Observations and recent experience

Allens is at the forefront of green and sustainable financing, recently working with clients to complete several transactions involving green and social loans and SLLs.

We have observed a significant uptick in demand for green and social financial products and an evolution in the Australian financing market to meet that demand, from more diverse and nuanced products (eg ESG derivatives, sustainability linked bonds and even talk of new products such as 'blue bonds') to financial institutions establishing dedicated green and social financing teams.

Much of that momentum has been driven by growing expectations for corporates and financiers to be active participants in Australia's transition to a sustainable and socially responsible economy. To help meet those expectations, borrowers should understand what green and sustainable financing is and how it can play a part in their broader ESG strategy.

If you are interested in understanding more about green and sustainable financing, please contact the Allens team. We would be delighted to share our experience and discuss what it could mean for you.

Light Rail Green Loans

Allens recently advised lenders on the A$700m green loan refinancing of the operational Sydney Light Rail PPP.

Loan certified under Climate Bonds Initiative standards and confirmed by external reviews as consistent with APLMA/LMA/LSTA Green Loan Principles.

Follows Allens advising on the A$280m green loan refinancing of Canberra Light Rail PPP in December 2020 and the A$630m green loan for Qld New Generation Rollingstock raised in May 2021.

Royal Adelaide Hospital PPP

Allens recently advised lenders on the A$2.2bn project refinancing.
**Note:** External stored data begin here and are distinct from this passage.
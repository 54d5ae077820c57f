//! # Ladder Manager
//!
//! Runs bot-vs-bot matches for a ladder: each matchup puts two bots on a map, the bots run as
//! separate OS processes (or in-process, or as the engine's own AI), and an external game
//! engine simulates the match.
//!
//! It provides:
//! - Launching bots of any runtime (native, Python, Wine, Mono, .NET, Java, Node.js, built-in)
//!   through a [`RuntimeAdapterRegistry`](crate::runtime_adapter::RuntimeAdapterRegistry)
//! - Process supervision with cgroups v2 containment on Linux, checksum verification and
//!   guaranteed cleanup ([`process_supervisor`])
//! - A match state machine polling the engine until the game ends, a side crashes, leaves or
//!   stays silent, or the game loop budget runs out ([`session`])
//! - A total mapping from the way a match ended to its result ([`classifier`])
//! - A scheduler draining a queue of matchups, serially or a few at a time, archiving replays
//!   and persisting every result ([`scheduler`])
//!
//! The ladder never simulates anything itself: the engine is reached through the
//! [`GameEngine`](crate::engine::GameEngine) and [`EngineFactory`](crate::engine::EngineFactory)
//! traits.
//!
//! # Documentation Overview
//!
//! - Bots and the bot file: [`bot`], [`bot_registry`]
//! - Matchups and where they come from: [`matchup`], [`matchup_source`]
//! - Behavior and limits: [`Configuration`](crate::configuration::Configuration),
//!   [`MatchLimitsBuilder`](crate::limits::MatchLimitsBuilder)
//! - Results: [`game_result`], [`result_store`], [`archive`]
//!
//! # Usage Example
//!
//! ```no_run
//! # struct YourEngine;
//! # impl ladder_manager::engine::GameEngine for YourEngine {
//! #     type Session = ();
//! #     fn launch_match(&mut self, _p: [Participant; 2], _map: &str, _replays: Option<&std::path::Path>) -> anyhow::Result<()> { Ok(()) }
//! #     fn advance(&mut self, _s: &mut ()) -> anyhow::Result<bool> { Ok(false) }
//! #     fn read_state(&self, _s: &()) -> ladder_manager::engine::GameState { Default::default() }
//! #     fn winner(&self, _s: &()) -> Option<Side> { None }
//! #     fn side_report(&self, _s: &(), _side: Side) -> ladder_manager::engine::SideReport {
//! #         Default::default()
//! #     }
//! # }
//! # struct YourEngineFactory;
//! # impl EngineFactory for YourEngineFactory {
//! #     type Engine = YourEngine;
//! #     fn new_engine(&self) -> anyhow::Result<YourEngine> { Ok(YourEngine) }
//! # }
//! use std::time::Duration;
//! use ladder_manager::prelude::*;
//!
//! fn main() -> anyhow::Result<()> {
//!     let limits = MatchLimitsBuilder::from_env()
//!         .with_client_timeout(Duration::from_secs(30))
//!         .build()?;
//!
//!     // LadderBots.json, matchuplist and results.jsonl in the current directory
//!     let config = Configuration::from_env().with_allow_uncontained(true);
//!
//!     let summary = run_ladder(config, limits, BuiltinRegistry::new(), &YourEngineFactory)?;
//!     println!(
//!         "{} matches played, {} failed",
//!         summary.processed, summary.failures
//!     );
//!     Ok(())
//! }
//! ```
//!
//! # Bot Requirements
//!
//! External bots are started in their root directory with their own arguments followed by
//! `--GamePort <port> --StartPort <port> --LadderServer <address>` and, when the opponent is
//! known to the submission system, `--OpponentId <id>`. Stdin and stdout are closed; stderr
//! too, unless [`Configuration::with_debug_bot_stderr`](crate::configuration::Configuration::with_debug_bot_stderr)
//! is set.

pub use anyhow;

pub mod archive;
pub mod bot;
pub mod bot_registry;
pub mod builtin;
pub mod classifier;
pub mod configuration;
pub mod engine;
pub mod game_result;
pub mod limits;
mod logger;
pub mod matchup;
pub mod matchup_source;
pub mod process_supervisor;
pub mod result_store;
pub mod runtime_adapter;
pub mod scheduler;
pub mod session;
pub mod stop;

/// Commonly used types and traits for quick access.
///
/// ```rust
/// use ladder_manager::prelude::*;
/// ```
pub mod prelude {
    pub use crate::bot::{BotConfig, Difficulty, Race, RuntimeKind, Side};
    pub use crate::bot_registry::BotRegistry;
    pub use crate::builtin::{BuiltinAgent, BuiltinRegistry};
    pub use crate::classifier::{ResultType, SimultaneousFailure};
    pub use crate::configuration::Configuration;
    pub use crate::engine::{EngineFactory, GameEngine, Participant};
    pub use crate::game_result::GameResult;
    pub use crate::limits::MatchLimitsBuilder;
    pub use crate::matchup::Matchup;
    pub use crate::process_supervisor::OsSupervisor;
    pub use crate::scheduler::{run_ladder, RunSummary, Scheduler};
    pub use crate::session::ExitCase;
    pub use crate::stop::StopSignal;
}
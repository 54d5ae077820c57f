use std::{
    process::Child,
    sync::atomic::{AtomicU32, Ordering},
    time::{Duration, Instant},
};

use anyhow::{self, Context};
use cgroups_rs::Cgroup;
use tracing::warn;

use super::{create_process, LaunchFailure, ProcessLimits};
use crate::runtime_adapter::CommandLine;

fn get_current_user_id() -> anyhow::Result<String> {
    let output = std::process::Command::new("id")
        .arg("-u")
        .output()
        .context("Could not launch 'id -u'")?;
    let stdout = output.stdout;
    let untrimed_id = std::str::from_utf8(&stdout).context("id is not a valid string")?;
    Ok(untrimed_id.trim().to_string())
}

fn get_cgroup_path(user_id: &str, group_name: &str) -> String {
    format!("user.slice/user-{user_id}.slice/user@{user_id}.service/{group_name}")
}

/// Create a cgroup at `path`.
///
/// * `max_memory` - Maximum available memory in Bytes. Non-positive means no restriction.
/// * `max_pids` - Maximum number of PIDS inside the cgroup at any time. Non-positive means no restriction.
/// * `cpus` - which cpus the members can run one ("1-5,7", "1,3,4", ...). Empty string means no restriction.
fn create_cgroup(path: &str, max_memory: i64, max_pids: i64, cpus: &str) -> anyhow::Result<Cgroup> {
    let mut builder = cgroups_rs::cgroup_builder::CgroupBuilder::new(path);
    if max_memory > 0 {
        builder = builder.memory().memory_hard_limit(max_memory).done();
    }
    if max_pids > 0 {
        builder = builder
            .pid()
            .maximum_number_of_processes(cgroups_rs::MaxValue::Value(max_pids))
            .done();
    }
    if !cpus.is_empty() {
        builder = builder.cpu().cpus(cpus.to_string()).done();
    }
    builder
        .build(cgroups_rs::hierarchies::auto())
        .context("could not create cgroup")
}

fn wait_for_process_cleanup(cgroup: &Cgroup, pid: u64, max_duration: Duration) -> anyhow::Result<()> {
    let deadline = Instant::now() + max_duration;
    while cgroup.tasks().iter().any(|cpid| cpid.pid == pid) {
        if Instant::now() > deadline {
            anyhow::bail!("process {pid} still in its cgroup after {max_duration:?}");
        }
        std::thread::sleep(std::cmp::min(Duration::from_millis(10), max_duration / 10));
    }
    Ok(())
}

/// A bot process, possibly locked in its own cgroup.
#[derive(Debug)]
pub(crate) struct LimitedProcess {
    pub child: Child,
    cgroup: Option<Cgroup>,
    cleaned_up: bool,
}

impl LimitedProcess {
    pub fn launch(
        command: &CommandLine,
        limits: &ProcessLimits,
        allow_stderr: bool,
    ) -> Result<LimitedProcess, LaunchFailure> {
        // one cgroup per process, even with several ladders in the same process
        static COUNTER: AtomicU32 = AtomicU32::new(1);
        let user_id = get_current_user_id()
            .context("could not get user id")
            .map_err(LaunchFailure::Containment)?;
        let group_name = format!(
            "LADDER_BOT_{}_{}",
            std::process::id(),
            COUNTER.fetch_add(1, Ordering::Relaxed)
        );
        if !cgroups_rs::hierarchies::is_cgroup2_unified_mode() {
            return Err(LaunchFailure::Containment(anyhow::anyhow!(
                "cgroup v2 unified hierarchy not available"
            )));
        }
        let path = get_cgroup_path(&user_id, &group_name);
        let group = create_cgroup(&path, limits.max_memory_bytes(), 100, &limits.cpus)
            .map_err(LaunchFailure::Containment)?;

        let mut child = match create_process(command, allow_stderr) {
            Ok(child) => child,
            Err(e) => {
                let _ = group.delete();
                return Err(LaunchFailure::Spawn(e));
            }
        };

        let pid = child.id() as u64;
        if let Err(e) = group.add_task_by_tgid(cgroups_rs::CgroupPid { pid }) {
            let kill = child.kill().and_then(|_| child.wait().map(|_| ()));
            let _ = group.delete();
            let msg = match kill {
                Ok(()) => format!("could not add process to cgroup ({e})"),
                Err(err) => format!(
                    "could not add process to cgroup ({e}), and process could not be killed either ({err})"
                ),
            };
            return Err(LaunchFailure::Containment(anyhow::anyhow!(msg)));
        }

        Ok(LimitedProcess {
            child,
            cgroup: Some(group),
            cleaned_up: false,
        })
    }

    pub fn launch_without_container(
        command: &CommandLine,
        allow_stderr: bool,
    ) -> Result<LimitedProcess, LaunchFailure> {
        let child = create_process(command, allow_stderr).map_err(LaunchFailure::Spawn)?;
        Ok(LimitedProcess {
            child,
            cgroup: None,
            cleaned_up: false,
        })
    }

    /// Kill the process (and everything in its cgroup) and wait until it is gone.
    ///
    /// Killing an already exited process is fine. If the cgroup cannot be killed, the process
    /// itself is.
    pub fn try_kill(&mut self, max_duration: Duration) -> anyhow::Result<()> {
        if self.cleaned_up {
            return Ok(());
        }
        if let Some(cgroup) = &self.cgroup {
            let pid = self.child.id() as u64;
            let contained = cgroup
                .kill()
                .context("could not kill cgroup")
                .and_then(|_| wait_for_process_cleanup(cgroup, pid, max_duration));
            match contained {
                Ok(()) => {
                    // reap
                    let _ = self.child.wait();
                    self.cleaned_up = true;
                }
                Err(e) => warn!("{e:#}, killing process {pid} directly"),
            }
        }
        if !self.cleaned_up {
            self.kill_child()?;
        }
        if let Some(cgroup) = self.cgroup.take() {
            if let Err(e) = cgroup.delete() {
                warn!("Failed to remove cgroup. If this happens a lot, it may slow down the computer. {e}");
            }
        }
        Ok(())
    }

    fn kill_child(&mut self) -> anyhow::Result<()> {
        if self.child.try_wait().context("could not poll process")?.is_none() {
            self.child.kill().context("could not kill process")?;
        }
        self.child.wait().context("could not reap process")?;
        self.cleaned_up = true;
        Ok(())
    }
}

impl Drop for LimitedProcess {
    fn drop(&mut self) {
        static CLEANUP_DURATION: Duration = Duration::from_secs(1);
        if !self.cleaned_up {
            if let Err(e) = self.try_kill(CLEANUP_DURATION) {
                tracing::error!(
                    "could not kill process {} on LimitedProcess::drop: {e:#}",
                    self.child.id()
                );
            }
        }
    }
}

#[cfg(test)]
mod tests {
    use super::*;

    fn sleeper() -> CommandLine {
        CommandLine {
            program: "sleep".into(),
            args: vec!["30".into()],
            working_dir: std::env::temp_dir(),
        }
    }

    #[test]
    fn failed_cgroup_kill_still_kills_the_process() {
        let mut process = LimitedProcess::launch_without_container(&sleeper(), false)
            .map_err(|_| "spawn failed")
            .unwrap();
        // never created, so killing it fails whatever the cgroup version
        process.cgroup = Some(Cgroup::load(
            cgroups_rs::hierarchies::auto(),
            "LADDER_BOT_never_created",
        ));
        let pid = process.child.id();

        process.try_kill(Duration::from_millis(100)).unwrap();

        assert!(process.cleaned_up);
        assert!(process.cgroup.is_none());
        assert!(!std::path::Path::new(&format!("/proc/{pid}")).exists());
    }

    #[test]
    fn uncontained_kill_is_idempotent() {
        let mut process = LimitedProcess::launch_without_container(&sleeper(), false)
            .map_err(|_| "spawn failed")
            .unwrap();
        process.try_kill(Duration::from_millis(100)).unwrap();
        process.try_kill(Duration::from_millis(100)).unwrap();
        assert!(process.child.try_wait().unwrap().is_some());
    }
}
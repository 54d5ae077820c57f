//! Time and resource limits applied to every match.
//!
//! [`MatchLimitsBuilder`] configures:
//!
//! - **Client response budget**: how long a side may stay silent before the match ends with a
//!   client timeout
//! - **Game loop budget**: maximum number of simulation steps before the match ends with a game
//!   timeout
//! - **Process limits**: RAM per bot and allowed cpus, enforced with cgroups v2 on Linux
//! - **Polling**: delay between two engine polls, and how long a kill may wait
//!
//! # Example
//!
//! ```
//! use std::time::Duration;
//! use ladder_manager::limits::MatchLimitsBuilder;
//!
//! let limits = MatchLimitsBuilder::new()
//!     .with_client_timeout(Duration::from_secs(30))
//!     .with_max_game_loop(20_000)
//!     .with_ram_per_bot(100)
//!     .with_cpu_list("0-3")
//!     .build()
//!     .unwrap();
//! assert_eq!(limits.max_game_loop(), 20_000);
//! ```

use std::{env, time::Duration};

use anyhow::{bail, Context};
use tracing::warn;

use crate::process_supervisor::ProcessLimits;

/// About 45 minutes of game time at "faster" speed.
pub const DEFAULT_MAX_GAME_LOOP: u32 = 60_480;
pub const DEFAULT_CLIENT_TIMEOUT: Duration = Duration::from_secs(60);
pub const DEFAULT_POLL_INTERVAL: Duration = Duration::from_millis(10);

/// Builder for [`MatchLimits`]. Everything is optional.
#[derive(Debug, Default)]
pub struct MatchLimitsBuilder {
    client_timeout: Option<Duration>,
    max_game_loop: Option<u32>,
    poll_interval: Option<Duration>,
    kill_timeout: Option<Duration>,
    ram_per_bot: Option<usize>,
    cpu_list: Option<String>,
    concurrent_matches: Option<usize>,
}

impl MatchLimitsBuilder {
    #[must_use]
    pub fn new() -> Self {
        Self::default()
    }

    /// Read from the environment:
    /// - `CLIENT_TIMEOUT_SECS` (u64)
    /// - `MAX_GAME_LOOP` (u32)
    /// - `POLL_INTERVAL_MS` (u64)
    /// - `KILL_TIMEOUT_MS` (u64)
    /// - `RAM_PER_BOT` (usize, MB)
    /// - `CPU_LIST` (string, e.g. "0-3,6")
    #[must_use]
    pub fn from_env() -> Self {
        fn parse<T: std::str::FromStr>(var: &str) -> Option<T> {
            env::var(var).ok()?.parse().ok()
        }

        MatchLimitsBuilder {
            client_timeout: parse("CLIENT_TIMEOUT_SECS").map(Duration::from_secs),
            max_game_loop: parse("MAX_GAME_LOOP"),
            poll_interval: parse("POLL_INTERVAL_MS").map(Duration::from_millis),
            kill_timeout: parse("KILL_TIMEOUT_MS").map(Duration::from_millis),
            ram_per_bot: parse("RAM_PER_BOT"),
            cpu_list: env::var("CPU_LIST").ok(),
            concurrent_matches: None,
        }
    }

    /// Maximum silence of one side before it is considered unresponsive.
    #[must_use]
    pub fn with_client_timeout(self, timeout: Duration) -> Self {
        Self {
            client_timeout: Some(timeout),
            ..self
        }
    }

    /// Maximum number of simulation steps of a match.
    #[must_use]
    pub fn with_max_game_loop(self, max: u32) -> Self {
        Self {
            max_game_loop: Some(max),
            ..self
        }
    }

    #[must_use]
    pub fn with_poll_interval(self, interval: Duration) -> Self {
        Self {
            poll_interval: Some(interval),
            ..self
        }
    }

    #[must_use]
    pub fn with_kill_timeout(self, timeout: Duration) -> Self {
        Self {
            kill_timeout: Some(timeout),
            ..self
        }
    }

    /// RAM available to each bot process (in MB).
    #[must_use]
    pub fn with_ram_per_bot(self, max: usize) -> Self {
        Self {
            ram_per_bot: Some(max),
            ..self
        }
    }

    /// Cpus the bots may run on: `"0-3,6,8"`.
    #[must_use]
    pub fn with_cpu_list(self, cpus: &str) -> Self {
        Self {
            cpu_list: Some(cpus.to_string()),
            ..self
        }
    }

    /// Number of matches expected to run at once. Only used to share the default RAM.
    #[must_use]
    pub fn with_concurrent_matches(self, count: usize) -> Self {
        Self {
            concurrent_matches: Some(count),
            ..self
        }
    }

    /// # Errors
    ///
    /// Zero budgets, a malformed cpu list, or more RAM per bot than the machine has.
    pub fn build(self) -> anyhow::Result<MatchLimits> {
        let client_timeout = self.client_timeout.unwrap_or(DEFAULT_CLIENT_TIMEOUT);
        if client_timeout.is_zero() {
            bail!("client timeout must be positive");
        }
        let max_game_loop = self.max_game_loop.unwrap_or(DEFAULT_MAX_GAME_LOOP);
        if max_game_loop == 0 {
            bail!("game loop budget must be positive");
        }

        let cpus = match self.cpu_list {
            Some(list) => {
                validate_cpu_list(&list).context("error parsing cpu list")?;
                list
            }
            None => String::new(),
        };

        let mut sys = sysinfo::System::new();
        sys.refresh_memory();
        let available_mb = (sys.available_memory() / 1_000_000) as usize;
        let bots_at_once = self.concurrent_matches.unwrap_or(1).max(1) * 2;
        let ram_per_bot = match self.ram_per_bot {
            Some(ram) if available_mb > 0 && ram > available_mb => {
                bail!("RAM per bot ({ram}MB) is greater than available RAM ({available_mb}MB)")
            }
            Some(ram) => Some(ram),
            None if available_mb == 0 => {
                warn!("could not read available memory, bots will not be memory limited");
                None
            }
            None => Some(available_mb / bots_at_once),
        };

        Ok(MatchLimits {
            client_timeout,
            max_game_loop,
            poll_interval: self.poll_interval.unwrap_or(DEFAULT_POLL_INTERVAL),
            kill_timeout: self.kill_timeout.unwrap_or(Duration::from_secs(1)),
            process: ProcessLimits { ram_per_bot, cpus },
        })
    }
}

fn validate_cpu_list(s: &str) -> anyhow::Result<()> {
    if s.is_empty() {
        bail!("Empty string");
    }
    for item in s.split(',') {
        let bounds = item.split('-').collect::<Vec<_>>();
        if bounds.len() > 2 {
            bail!(
                "each comma-separated item must be a number or a range (e.g. '0-3'), got '{item}'"
            );
        }
        for bound in bounds {
            bound
                .trim()
                .parse::<u16>()
                .with_context(|| format!("could not parse {bound}"))?;
        }
    }
    Ok(())
}

/// Obtained using [`MatchLimitsBuilder`].
#[derive(Clone, Debug, PartialEq, Eq)]
pub struct MatchLimits {
    pub(crate) client_timeout: Duration,
    pub(crate) max_game_loop: u32,
    pub(crate) poll_interval: Duration,
    pub(crate) kill_timeout: Duration,
    pub(crate) process: ProcessLimits,
}

impl MatchLimits {
    pub fn builder() -> MatchLimitsBuilder {
        MatchLimitsBuilder::new()
    }

    pub fn client_timeout(&self) -> Duration {
        self.client_timeout
    }

    pub fn max_game_loop(&self) -> u32 {
        self.max_game_loop
    }

    pub fn poll_interval(&self) -> Duration {
        self.poll_interval
    }

    pub fn kill_timeout(&self) -> Duration {
        self.kill_timeout
    }

    pub fn process(&self) -> &ProcessLimits {
        &self.process
    }
}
First hybrid green loan and social loan, largest green loan for a PPP in Australia to-date and first healthcare 'sustainability loan’.

Hospital's critical social function of providing access to essential healthcare and education services as the state's largest accredited teaching hospital enabled the project to meet the APLMA's Social Loan Principles. Achieved 4 Star Green Star – Healthcare 'As Built' rating from the Green Building Council of Australia.

Reporting on KPIs for life of project.

NSW Land Registry Services

Allens recently advised NSW LRS on the A$1.93 bn refinancing involving an A$300m sustainability linked facility.

First SLL in Australia to include Indigenous reconciliation goals.

Included pricing adjustments for:

  • greenhouse gas emission reduction;
  • Reconciliation Action Plan implementation;
  • gender diversity in senior management; and
  • leadership in GRESB Infrastructure Asset Assessment.

Coles SLL Refinancing

Allens recently advised Coles on the $1.3bn refinancing involving 4 year SLL facilities with its existing bilateral lenders.

Incentivises Coles to accelerate its sustainability goals through pricing adjustments linked to the following targets:

  • reduction of Scope 1 and Scope 2 CO2 equivalent emissions;
  • increase of total waste diverted from landfill; and
  • percentage increase of women in leadership roles.